Yahoo Strikes Deal With Investor Starboard to Avert Boardroom Battle

The struggling Internet giant appoints four independent directors in response to Starboard’s threats to oust the entire board

marissa mayer yahoo
Marissa Mayer

Yahoo has averted a potentially transformative battle with activist shareholder Starboard Value by appointing four new directors the hedge fund suggested. As a result, Starboard will drop its fight to replace the entire board.

“This constructive resolution will allow management and the board to keep our focus on our extremely important objectives,”Marissa Mayer, CEO of Yahoo, said in a statement. “Management is looking forward to working with the entire board, including the new directors, to maximize shareholder value.”

Last month, Starboard Value launched what’s known as a proxy fight, asking fellow shareholders to remove the current board and install its own slate of nine candidates. The hedge fund, which holds a 1.7 percent stake in the company, said a board overhaul “is desperately needed to hold management accountable” at the time.

Yahoo is in the middle of an auction that could sell off its core Internet business. Since CEO Marissa Mayer took the company’s helm in 2012, the one-time search giant has been under scrutiny to reinvent itself for the mobile age. But Mayer’s strategies, like pricey start-up takeovers, amped up news and video content, and a portfolio of new apps, haven’t translated to meaningful growth.

Wednesday, Yahoo said that Starboard’s CEO and chief investment officer Jeffrey C. Smith would be among those joining the board, as well as its Strategic Review Committee, which is overseeing the sale process.

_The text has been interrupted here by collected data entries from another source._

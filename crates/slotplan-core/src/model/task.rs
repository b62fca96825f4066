//! Movable tasks and their status lifecycle.

use chrono::{DateTime, Duration, Utc};
use serde::{Deserialize, Serialize};
use std::fmt;

use super::slot::{Granularity, TimeSlot};
use crate::error::ValidationError;

/// Task status.
///
/// ```text
///   PENDING ──solve──> SCHEDULED ──time passes──> COMPLETED
///     │  ^                 │
///     │  └──re-entry── MISSED <──flagged not done──┘
///     └──window elapsed──> MISSED
/// ```
///
/// Valid transitions:
/// - PENDING → SCHEDULED (placed by a solve)
/// - PENDING → PENDING (left unscheduled by a solve)
/// - PENDING → MISSED (window elapsed)
/// - SCHEDULED → SCHEDULED (moved by a re-solve)
/// - SCHEDULED → PENDING (dropped by a re-solve)
/// - SCHEDULED → COMPLETED (done or assumed done)
/// - SCHEDULED → MISSED (flagged not done)
/// - MISSED → PENDING (re-entry with a narrowed window)
#[derive(Debug, Clone, Copy, Serialize, Deserialize, PartialEq, Eq, Hash)]
#[serde(rename_all = "snake_case")]
pub enum TaskStatus {
    Pending,
    Scheduled,
    Missed,
    Completed,
}

impl TaskStatus {
    /// Check if a transition is valid.
    pub fn can_transition_to(&self, to: &TaskStatus) -> bool {
        match self {
            TaskStatus::Pending => matches!(
                to,
                TaskStatus::Pending | TaskStatus::Scheduled | TaskStatus::Missed
            ),
            TaskStatus::Scheduled => true,
            TaskStatus::Missed => matches!(to, TaskStatus::Pending | TaskStatus::Missed),
            TaskStatus::Completed => false,
        }
    }

    pub fn is_terminal(&self) -> bool {
        matches!(self, TaskStatus::Completed)
    }
}

impl Default for TaskStatus {
    fn default() -> Self {
        TaskStatus::Pending
    }
}

impl fmt::Display for TaskStatus {
    fn fmt(&self, f: &mut fmt::Formatter<'_>) -> fmt::Result {
        let s = match self {
            TaskStatus::Pending => "pending",
            TaskStatus::Scheduled => "scheduled",
            TaskStatus::Missed => "missed",
            TaskStatus::Completed => "completed",
        };
        f.write_str(s)
    }
}

/// Error returned when an invalid status transition is attempted.
#[derive(Debug, Clone, Serialize, Deserialize, PartialEq, Eq)]
pub struct TaskTransitionError {
    pub task_id: String,
    pub from: TaskStatus,
    pub to: TaskStatus,
}

impl fmt::Display for TaskTransitionError {
    fn fmt(&self, f: &mut fmt::Formatter<'_>) -> fmt::Result {
        write!(
            f,
            "Invalid status transition for '{}': {} → {}",
            self.task_id, self.from, self.to
        )
    }
}

impl std::error::Error for TaskTransitionError {}

/// A movable unit of work.
///
/// Defining attributes are public. Status and the assigned slot change only
/// through the transition methods.
#[derive(Debug, Clone, PartialEq, Serialize, Deserialize)]
pub struct Task {
    /// Unique identifier
    pub id: String,
    /// Human label
    pub label: String,
    /// Required duration in minutes
    pub duration_minutes: u32,
    /// Earliest allowed start
    pub earliest_start: DateTime<Utc>,
    /// Latest allowed end
    pub latest_end: DateTime<Utc>,
    /// Objective multiplier, strictly positive
    #[serde(default = "default_priority")]
    pub priority_weight: f64,
    /// Category used for time-of-day preferences
    #[serde(default)]
    pub category: Option<String>,
    /// Parent task id when this task is a chunk of a split task
    #[serde(default)]
    pub parent_id: Option<String>,
    /// Order of this chunk under its parent
    #[serde(default)]
    pub segment: Option<u32>,
    #[serde(default)]
    status: TaskStatus,
    #[serde(default)]
    assigned: Option<TimeSlot>,
    #[serde(default)]
    missed_count: u32,
}

fn default_priority() -> f64 {
    1.0
}

impl Task {
    /// Create a pending task, rejecting durations that do not fit the window.
    pub fn new(
        id: impl Into<String>,
        label: impl Into<String>,
        duration_minutes: u32,
        earliest_start: DateTime<Utc>,
        latest_end: DateTime<Utc>,
    ) -> Result<Self, ValidationError> {
        let task = Task {
            id: id.into(),
            label: label.into(),
            duration_minutes,
            earliest_start,
            latest_end,
            priority_weight: default_priority(),
            category: None,
            parent_id: None,
            segment: None,
            status: TaskStatus::Pending,
            assigned: None,
            missed_count: 0,
        };
        task.validate()?;
        Ok(task)
    }

    pub fn with_priority(mut self, weight: f64) -> Self {
        self.priority_weight = weight;
        self
    }

    pub fn with_category(mut self, category: impl Into<String>) -> Self {
        self.category = Some(category.into());
        self
    }

    /// A fresh pending piece of this task carrying `segment` under it.
    ///
    /// The piece inherits the window, priority and category.
    pub fn chunk(
        &self,
        id: impl Into<String>,
        label: impl Into<String>,
        duration_minutes: u32,
        segment: u32,
    ) -> Task {
        Task {
            id: id.into(),
            label: label.into(),
            duration_minutes,
            earliest_start: self.earliest_start,
            latest_end: self.latest_end,
            priority_weight: self.priority_weight,
            category: self.category.clone(),
            parent_id: Some(self.id.clone()),
            segment: Some(segment),
            status: TaskStatus::Pending,
            assigned: None,
            missed_count: 0,
        }
    }

    /// Check the construction invariants.
    pub fn validate(&self) -> Result<(), ValidationError> {
        if self.id.trim().is_empty() {
            return Err(ValidationError::InvalidValue {
                field: "task.id".into(),
                message: "must be non-empty".into(),
            });
        }
        if self.duration_minutes == 0 {
            return Err(ValidationError::InvalidValue {
                field: format!("task[{}].duration_minutes", self.id),
                message: "must be positive".into(),
            });
        }
        if !self.priority_weight.is_finite() || self.priority_weight <= 0.0 {
            return Err(ValidationError::InvalidValue {
                field: format!("task[{}].priority_weight", self.id),
                message: format!("{} must be finite and positive", self.priority_weight),
            });
        }
        if self.earliest_start >= self.latest_end {
            return Err(ValidationError::InvalidTimeRange {
                start: self.earliest_start,
                end: self.latest_end,
            });
        }
        let window = self.window_minutes();
        if self.duration_minutes as i64 > window {
            return Err(ValidationError::DurationExceedsWindow {
                task_id: self.id.clone(),
                duration_minutes: self.duration_minutes as i64,
                window_minutes: window,
            });
        }
        Ok(())
    }

    /// Check that the duration is a whole number of quanta.
    pub fn validate_granularity(&self, granularity: Granularity) -> Result<(), ValidationError> {
        if !granularity.divides(self.duration()) {
            return Err(ValidationError::InvalidValue {
                field: format!("task[{}].duration_minutes", self.id),
                message: format!(
                    "{} is not a multiple of the {}-minute granularity",
                    self.duration_minutes,
                    granularity.minutes()
                ),
            });
        }
        Ok(())
    }

    pub fn duration(&self) -> Duration {
        Duration::minutes(self.duration_minutes as i64)
    }

    pub fn window_minutes(&self) -> i64 {
        (self.latest_end - self.earliest_start).num_minutes()
    }

    /// Whether `slot` lies within `[earliest_start, latest_end)`.
    pub fn window_contains(&self, slot: &TimeSlot) -> bool {
        self.earliest_start <= slot.start && slot.end <= self.latest_end
    }

    pub fn status(&self) -> TaskStatus {
        self.status
    }

    pub fn assigned(&self) -> Option<&TimeSlot> {
        self.assigned.as_ref()
    }

    /// How many times this task has been missed.
    pub fn missed_count(&self) -> u32 {
        self.missed_count
    }

    fn transition_to(&mut self, to: TaskStatus) -> Result<(), TaskTransitionError> {
        if !self.status.can_transition_to(&to) {
            return Err(TaskTransitionError {
                task_id: self.id.clone(),
                from: self.status,
                to,
            });
        }
        self.status = to;
        Ok(())
    }

    /// Record a placement from a solve.
    pub fn mark_scheduled(&mut self, slot: TimeSlot) -> Result<(), TaskTransitionError> {
        self.transition_to(TaskStatus::Scheduled)?;
        self.assigned = Some(slot);
        Ok(())
    }

    /// Record that a solve left this task without a slot.
    pub fn mark_unscheduled(&mut self) -> Result<(), TaskTransitionError> {
        self.transition_to(TaskStatus::Pending)?;
        self.assigned = None;
        Ok(())
    }

    /// Mark done. Only a scheduled task can complete; the slot is kept as history.
    pub fn mark_completed(&mut self) -> Result<(), TaskTransitionError> {
        if self.status != TaskStatus::Scheduled {
            return Err(TaskTransitionError {
                task_id: self.id.clone(),
                from: self.status,
                to: TaskStatus::Completed,
            });
        }
        self.transition_to(TaskStatus::Completed)
    }

    /// Mark missed. Returns the slot the task had been assigned, if any.
    pub fn mark_missed(&mut self) -> Result<Option<TimeSlot>, TaskTransitionError> {
        self.transition_to(TaskStatus::Missed)?;
        self.missed_count += 1;
        Ok(self.assigned.take())
    }

    /// Put a missed task back in the pool with its window narrowed to
    /// `[earliest, latest_end)` and its priority multiplied by `boost`.
    pub fn reenter(
        &mut self,
        earliest: DateTime<Utc>,
        boost: f64,
    ) -> Result<(), TaskTransitionError> {
        if self.status != TaskStatus::Missed {
            return Err(TaskTransitionError {
                task_id: self.id.clone(),
                from: self.status,
                to: TaskStatus::Pending,
            });
        }
        self.transition_to(TaskStatus::Pending)?;
        self.earliest_start = self.earliest_start.max(earliest);
        self.priority_weight *= boost;
        Ok(())
    }

    /// Whether a task narrowed to start at `from` could still fit.
    pub fn fits_after(&self, from: DateTime<Utc>) -> bool {
        let start = self.earliest_start.max(from);
        start + self.duration() <= self.latest_end
    }
}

“I am pleased that we were able to reach a constructive agreement with Yahoo to add new independent directors to the Yahoo Board,” Smith said. “We look forward to getting started right away and working closely with management and our fellow board members with the common goal of maximizing value for all shareholders.”

The remaining three new directors are investment banker Tor R. Braham; a former chief executive of the Tribune Publishing Company, Eddy W. Hartenstein; and veteran technology executive Richard S. Hill.

Yahoo said that at its annual meeting, two current directors will not stand for re-election, so that the board will ultimately have a total of 11 members.

“We are pleased to welcome these four new highly respected, independent directors to our board,” said Yahoo chairman Maynard Webb. “The additional board members will bring valuable experience and perspectives to Yahoo during this important time for our company.”